Dataset entries
▼
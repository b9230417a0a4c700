//! Autosaved drafts of long-form inputs (messages, comments, evaluation
//! notes) so they survive a reload.

use courtside_shared::{draft_key, DraftValue};
use dioxus::prelude::*;
use serde::{de::DeserializeOwned, Serialize};

use crate::config::ClientConfig;
use crate::storage::{self, KeyValueStorage, PlatformStorage, StorageError};

#[derive(Debug, Clone)]
pub struct DraftStore<S> {
    storage: S,
    prefix: String,
}

impl<S: KeyValueStorage> DraftStore<S> {
    pub fn new(storage: S, prefix: impl Into<String>) -> Self {
        Self {
            storage,
            prefix: prefix.into(),
        }
    }

    pub fn key<T: AsRef<str>>(&self, segments: &[T]) -> String {
        draft_key(&self.prefix, segments)
    }

    pub fn load<T: DeserializeOwned, K: AsRef<str>>(&self, segments: &[K]) -> Option<T> {
        storage::load(&self.storage, &self.key(segments))
    }

    /// Write the draft, or remove it once it is empty.
    pub fn save<T: Serialize + DraftValue, K: AsRef<str>>(
        &self,
        segments: &[K],
        value: &T,
    ) -> Result<(), StorageError> {
        let key = self.key(segments);
        if value.is_empty_draft() {
            self.storage.remove(&key);
            return Ok(());
        }
        storage::save(&self.storage, &key, value)
    }

    /// Drop the draft after a successful submit.
    pub fn clear<K: AsRef<str>>(&self, segments: &[K]) {
        self.storage.remove(&self.key(segments));
    }
}

/// A signal holding a draft that is restored on mount and written back on
/// every change.
pub fn use_draft<T>(segments: Vec<String>) -> Signal<T>
where
    T: Serialize + DeserializeOwned + DraftValue + Default + Clone + 'static,
{
    let config = use_context::<ClientConfig>();
    let drafts = use_hook(|| DraftStore::new(PlatformStorage, config.storage_prefix.clone()));

    let restore = drafts.clone();
    let restore_key = segments.clone();
    let value = use_signal(move || restore.load::<T, _>(&restore_key).unwrap_or_default());

    use_effect(move || {
        let current = value.read();
        if let Err(e) = drafts.save(&segments, &*current) {
            crate::log_warn!("failed to save draft {}: {}", drafts.key(&segments), e);
        }
    });

    value
}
▲
PROBLEM » From the data above, pick out each line containing "remove" and copy it.

RESPONSE TO THE TASK »
    /// Write the draft, or remove it once it is empty.
            self.storage.remove(&key);
        self.storage.remove(&self.key(segments));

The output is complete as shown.